Goal of the exercise: Return each of the entries below precisely as it appears.
═══ Extracted material
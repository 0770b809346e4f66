//! Settings validation command implementation.

use super::CliError;
use std::path::PathBuf;
use wavebattle::BattleSettings;

/// Execute the validate-config command.
///
/// # Errors
///
/// Returns an error if the settings cannot be read or are invalid.
pub(crate) fn execute(path: Option<PathBuf>) -> Result<(), CliError> {
    match &path {
        Some(path) => println!("Validating: {}", path.display()),
        None => println!("Validating: built-in settings"),
    }
    println!();

    let settings = match BattleSettings::load(path.as_deref()) {
        Ok(settings) => {
            print_check("parse and environment overrides", true);
            print_check("value ranges", true);
            settings
        }
        Err(e) => {
            print_check("settings", false);
            return Err(e.into());
        }
    };

    let battle = &settings.battle;
    let timing = &settings.timing;
    println!();
    println!("Summary:");
    println!("  Waves:            {}", battle.wave_count);
    println!("  Lanes:            {}", battle.lane_count);
    println!("  Wave interval:    {}s", battle.wave_interval);
    println!("  Combat budget:    {}ms", settings.combat_budget_ms());
    println!("  Tick:             {}ms", timing.tick_ms());
    println!("  Max duration:     {}ms", timing.max_duration_ms());
    println!("  Deploys per wave: {}", timing.deployment_lanes);
    println!(
        "  Flags:            cross-lane={} ranged-support={} early-deployment={}",
        battle.allow_cross_lane_movement,
        battle.allow_ranged_support,
        battle.early_deployment_enabled
    );
    if let Some(threads) = settings.runtime.worker_threads {
        println!("  Worker threads:   {threads}");
    }

    println!();
    println!("Validation successful!");

    Ok(())
}

fn print_check(name: &str, ok: bool) {
    let status = if ok { "OK" } else { "FAILED" };
    let symbol = if ok { "✓" } else { "✗" };
    println!("  {symbol} {name}: {status}");
}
══════
Exercise answer:
repository 0770b809346e4f66
//! Settings validation command implementation.

use super::CliError;
use std::path::PathBuf;
use wavebattle::BattleSettings;

/// Execute the validate-config command.
///
/// # Errors
///
/// Returns an error if the settings cannot be read or are invalid.
pub(crate) fn execute(path: Option<PathBuf>) -> Result<(), CliError> {
    match &path {
        Some(path) => println!("Validating: {}", path.display()),
        None => println!("Validating: built-in settings"),
    }
    println!();

    let settings = match BattleSettings::load(path.as_deref()) {
        Ok(settings) => {
            print_check("parse and environment overrides", true);
            print_check("value ranges", true);
            settings
        }
        Err(e) => {
            print_check("settings", false);
            return Err(e.into());
        }
    };

    let battle = &settings.battle;
    let timing = &settings.timing;
    println!();
    println!("Summary:");
    println!("  Waves:            {}", battle.wave_count);
    println!("  Lanes:            {}", battle.lane_count);
    println!("  Wave interval:    {}s", battle.wave_interval);
    println!("  Combat budget:    {}ms", settings.combat_budget_ms());
    println!("  Tick:             {}ms", timing.tick_ms());
    println!("  Max duration:     {}ms", timing.max_duration_ms());
    println!("  Deploys per wave: {}", timing.deployment_lanes);
    println!(
        "  Flags:            cross-lane={} ranged-support={} early-deployment={}",
        battle.allow_cross_lane_movement,
        battle.allow_ranged_support,
        battle.early_deployment_enabled
    );
    if let Some(threads) = settings.runtime.worker_threads {
        println!("  Worker threads:   {threads}");
    }

    println!();
    println!("Validation successful!");

    Ok(())
}

fn print_check(name: &str, ok: bool) {
    let status = if ok { "OK" } else { "FAILED" };
    let symbol = if ok { "✓" } else { "✗" };
    println!("  {symbol} {name}: {status}");
}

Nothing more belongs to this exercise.